First up, a glance at the Bigstone Bay and Manitou areas. As always, you can click on this picture to see it full screen, and that larger image should still be zoomable.
Apologies for the weird floating propeller blade, but I had to work fast today. This photo looks west, with Hay Island dominating the picture, and Scotty Island toward the upper right of the frame. The main reason I included this shot is to illustrate the pure white snow cover. Those few darker patches are not slush, they are cloud shadows.
Onward to Keewatin Channel, where there’s some open water.
In the distance, Keewatin at the left, downtown Kenora at the right. In the foreground, Channel Island. At the right, Shragges Island. By the nose of the plane, Anglican Island and Crowe Island. Note that the water in Keewatin Channel is nowhere near hooking up to the water in Safety Bay.
Lastly, Devil’s Gap.
Open water has reached Goat Island and Johnson Island in Rat Portage Bay, but that’s as far as it goes for now.
Not captured in any of my pictures, the open water by the Clarion Lakeside Inn. It looked to me as if the pedestrian bridge to Coney Island is floating in a fairly extensive patch of open water.

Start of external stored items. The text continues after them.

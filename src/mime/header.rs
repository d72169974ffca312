//! Envelope header decoding: RFC 2047 encoded-words and date parsing.
//!
//! IMAP ENVELOPE fields arrive as raw byte strings, exactly as the sender
//! wrote them. Subjects routinely carry encoded-words and dates come in
//! every format ever shipped by a mail client, so both decoders here are
//! deliberately forgiving.

use chrono::{DateTime, NaiveDateTime, TimeZone, Utc};
use tracing::warn;

/// Decode a raw envelope field (subject, display name) to a string.
///
/// Bytes are interpreted as UTF-8 (lossy), then RFC 2047 encoded-words
/// are resolved.
pub fn decode_field(raw: &[u8]) -> String {
    decode_encoded_words(&String::from_utf8_lossy(raw))
}

/// Decode RFC 2047 encoded-words in a header value.
///
/// Example: `"=?UTF-8?B?SG9sYQ==?= =?UTF-8?B?IG11bmRv?="` → `"Hola mundo"`
///
/// If decoding fails for any token, the original text is preserved.
pub fn decode_encoded_words(input: &str) -> String {
    let mut result = String::with_capacity(input.len());
    let mut remaining = input;
    let mut last_was_encoded = false;

    while let Some(start) = remaining.find("=?") {
        let before = &remaining[..start];
        // If the gap between two encoded words is only whitespace, skip it (RFC 2047 §6.2)
        if !last_was_encoded || !before.trim().is_empty() {
            result.push_str(before);
        }

        let after_start = &remaining[start + 2..];

        if let Some(decoded) = try_decode_one_word(after_start) {
            result.push_str(&decoded.text);
            remaining = &remaining[start + 2 + decoded.consumed..];
            last_was_encoded = true;
        } else {
            result.push_str("=?");
            remaining = after_start;
            last_was_encoded = false;
        }
    }

    result.push_str(remaining);
    result
}

struct DecodedWord {
    text: String,
    consumed: usize, // bytes consumed from the string *after* the initial "=?"
}

fn try_decode_one_word(s: &str) -> Option<DecodedWord> {
    // Format: charset?encoding?encoded_text?=
    let first_q = s.find('?')?;
    let charset = &s[..first_q];

    let rest = &s[first_q + 1..];
    let second_q = rest.find('?')?;
    let encoding = &rest[..second_q];

    let rest2 = &rest[second_q + 1..];
    let end = rest2.find("?=")?;
    let encoded_text = &rest2[..end];

    let total_consumed = first_q + 1 + second_q + 1 + end + 2;

    let bytes = match encoding.to_uppercase().as_str() {
        "B" => decode_base64(encoded_text)?,
        "Q" => decode_q_encoding(encoded_text),
        _ => return None,
    };

    let text = decode_charset(charset, &bytes);

    Some(DecodedWord {
        text,
        consumed: total_consumed,
    })
}

/// Minimal base64 decoder over 4-character blocks, tolerant of embedded
/// whitespace. Returns `None` on characters outside the alphabet.
fn decode_base64(input: &str) -> Option<Vec<u8>> {
    let mut out = Vec::with_capacity(input.len() / 4 * 3);
    let mut quad = [0u8; 4];
    let mut qi = 0;

    for &b in input.as_bytes() {
        if matches!(b, b' ' | b'\t' | b'\r' | b'\n') {
            continue;
        }
        quad[qi] = b;
        qi += 1;
        if qi == 4 {
            decode_base64_quad(&quad, &mut out)?;
            qi = 0;
        }
    }
    if qi != 0 {
        // Unpadded trailing block
        while qi < 4 {
            quad[qi] = b'=';
            qi += 1;
        }
        decode_base64_quad(&quad, &mut out)?;
    }
    Some(out)
}

fn decode_base64_quad(quad: &[u8; 4], out: &mut Vec<u8>) -> Option<()> {
    fn b64val(c: u8) -> Option<u8> {
        match c {
            b'A'..=b'Z' => Some(c - b'A'),
            b'a'..=b'z' => Some(c - b'a' + 26),
            b'0'..=b'9' => Some(c - b'0' + 52),
            b'+' => Some(62),
            b'/' => Some(63),
            b'=' => Some(0),
            _ => None,
        }
    }

    let vals = [
        b64val(quad[0])?,
        b64val(quad[1])?,
        b64val(quad[2])?,
        b64val(quad[3])?,
    ];
    out.push((vals[0] << 2) | (vals[1] >> 4));
    if quad[2] != b'=' {
        out.push((vals[1] << 4) | (vals[2] >> 2));
    }
    if quad[3] != b'=' {
        out.push((vals[2] << 6) | vals[3]);
    }
    Some(())
}

/// Decode Q-encoding (RFC 2047): underscores → spaces, `=XX` → byte.
fn decode_q_encoding(input: &str) -> Vec<u8> {
    let mut result = Vec::with_capacity(input.len());
    let bytes = input.as_bytes();
    let mut i = 0;
    while i < bytes.len() {
        match bytes[i] {
            b'_' => {
                result.push(b' ');
                i += 1;
            }
            b'=' if i + 2 < bytes.len() => {
                if let Ok(byte) = u8::from_str_radix(
                    std::str::from_utf8(&bytes[i + 1..i + 3]).unwrap_or("00"),
                    16,
                ) {
                    result.push(byte);
                    i += 3;
                } else {
                    result.push(b'=');
                    i += 1;
                }
            }
            b => {
                result.push(b);
                i += 1;
            }
        }
    }
    result
}

/// Decode bytes using a named charset.
fn decode_charset(charset: &str, bytes: &[u8]) -> String {
    let charset_lower = charset.to_lowercase();
    match charset_lower.as_str() {
        "utf-8" | "utf8" => String::from_utf8_lossy(bytes).into_owned(),
        _ => {
            if let Some(encoding) = encoding_rs::Encoding::for_label(charset.as_bytes()) {
                let (decoded, _, _) = encoding.decode(bytes);
                decoded.into_owned()
            } else {
                warn!(
                    charset = charset,
                    "Unknown charset, falling back to UTF-8 lossy"
                );
                String::from_utf8_lossy(bytes).into_owned()
            }
        }
    }
}

/// Parse an envelope date string in various common formats.
///
/// Supports RFC 2822, ISO 8601, IMAP-style `DD-MMM-YYYY`, and several
/// broken real-world variants. Returns `None` when nothing matches;
/// callers fall back to the Unix epoch.
pub fn parse_date(date_str: &str) -> Option<DateTime<Utc>> {
    let trimmed = date_str.trim();
    if trimmed.is_empty() {
        return None;
    }

    if let Ok(dt) = DateTime::parse_from_rfc2822(trimmed) {
        return Some(dt.with_timezone(&Utc));
    }

    if let Ok(dt) = DateTime::parse_from_rfc3339(trimmed) {
        return Some(dt.with_timezone(&Utc));
    }

    // Remove leading day-of-week: "Thu, " or "Thu "
    let no_dow = strip_day_of_week(trimmed);

    // IMAP-style: "16-JUL-2025 03:01:03" → normalize to "16 Jul 2025 03:01:03"
    let no_dow_normalized = normalize_imap_date(&no_dow);

    let formats = [
        "%d %b %Y %H:%M:%S %z",
        "%d %b %Y %H:%M:%S",
        "%Y-%m-%dT%H:%M:%S%z",
        "%Y-%m-%d %H:%M:%S %z",
        "%Y-%m-%d %H:%M:%S",
    ];

    // Try both the original (stripped DOW) and the IMAP-normalized variant
    for candidate in [&no_dow, &no_dow_normalized] {
        for fmt in &formats {
            if let Ok(dt) = DateTime::parse_from_str(candidate, fmt) {
                return Some(dt.with_timezone(&Utc));
            }
            if let Ok(ndt) = NaiveDateTime::parse_from_str(candidate, fmt) {
                return Some(Utc.from_utc_datetime(&ndt));
            }
        }
    }

    // Replace named timezones with offsets and try again
    for candidate in [&no_dow, &no_dow_normalized] {
        let replaced = replace_named_tz(candidate);
        for fmt in &formats {
            if let Ok(dt) = DateTime::parse_from_str(&replaced, fmt) {
                return Some(dt.with_timezone(&Utc));
            }
        }
    }

    warn!(date = trimmed, "Could not parse envelope date");
    None
}

/// Normalize IMAP-style dates: `"16-JUL-2025 03:01:03"` → `"16 Jul 2025 03:01:03"`.
///
/// IMAP INTERNALDATE and some mail servers use `DD-MMM-YYYY` with uppercase
/// months and hyphens. chrono's `%b` expects title-case months with spaces.
fn normalize_imap_date(s: &str) -> String {
    if !s.contains('-') {
        return s.to_string();
    }

    let months = [
        "JAN", "FEB", "MAR", "APR", "MAY", "JUN", "JUL", "AUG", "SEP", "OCT", "NOV", "DEC",
    ];
    let title_months = [
        "Jan", "Feb", "Mar", "Apr", "May", "Jun", "Jul", "Aug", "Sep", "Oct", "Nov", "Dec",
    ];

    let mut result = s.to_string();
    for (i, month) in months.iter().enumerate() {
        for pattern in [format!("-{month}-"), format!("-{}-", month.to_lowercase())] {
            if result.contains(&pattern) {
                result = result.replacen(&pattern, &format!(" {} ", title_months[i]), 1);
                return result;
            }
        }
    }
    result
}

/// Strip leading day-of-week prefix (e.g. "Thu, " or "Thu ").
fn strip_day_of_week(s: &str) -> String {
    let days = [
        "Mon,", "Tue,", "Wed,", "Thu,", "Fri,", "Sat,", "Sun,", "Mon ", "Tue ", "Wed ", "Thu ",
        "Fri ", "Sat ", "Sun ",
    ];
    for day in &days {
        if let Some(rest) = s.strip_prefix(day) {
            return rest.trim().to_string();
        }
    }
    s.to_string()
}

/// Replace well-known timezone abbreviations with numeric offsets.
fn replace_named_tz(s: &str) -> String {
    let tzs = [
        ("EST", "-0500"),
        ("EDT", "-0400"),
        ("CST", "-0600"),
        ("CDT", "-0500"),
        ("MST", "-0700"),
        ("MDT", "-0600"),
        ("PST", "-0800"),
        ("PDT", "-0700"),
        ("GMT", "+0000"),
        ("UTC", "+0000"),
        ("CET", "+0100"),
        ("CEST", "+0200"),
        ("JST", "+0900"),
    ];
    let mut result = s.to_string();
    for (name, offset) in &tzs {
        if result.ends_with(name) {
            let pos = result.len() - name.len();
            result.replace_range(pos.., offset);
            return result;
        }
    }
    result
}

By the way, if you haven’t been checking out the comments on Ice Patrol, you’ve been missing some interesting remarks on the effects of snow cover and current. Stu Everett checked how the depth of snow remaining at the Kenora airport in late March related to ice-out, and noticed a strong tendency for heavy snow to correlate to late thaws.
Mike wondered if flooding on the American side was going to lead to high rates of flow through Lake of the Woods, and if that would affect the thaw. So Stu went to the Lake of the Woods Control board data and found that water flow didn’t seem to have a strong influence.
Brian went out on the lake in a tracked vehicle and found the deep crusty snow was covering slush so bad that he turned back. He’s hoping that warmer temperatures will turn the snow cover to darker slush that will offer less insulation and reflectivity.
I’ll be flying again tomorrow. Temperatures were quite mild this afternoon, but I don’t expect to see drastic changes overnight.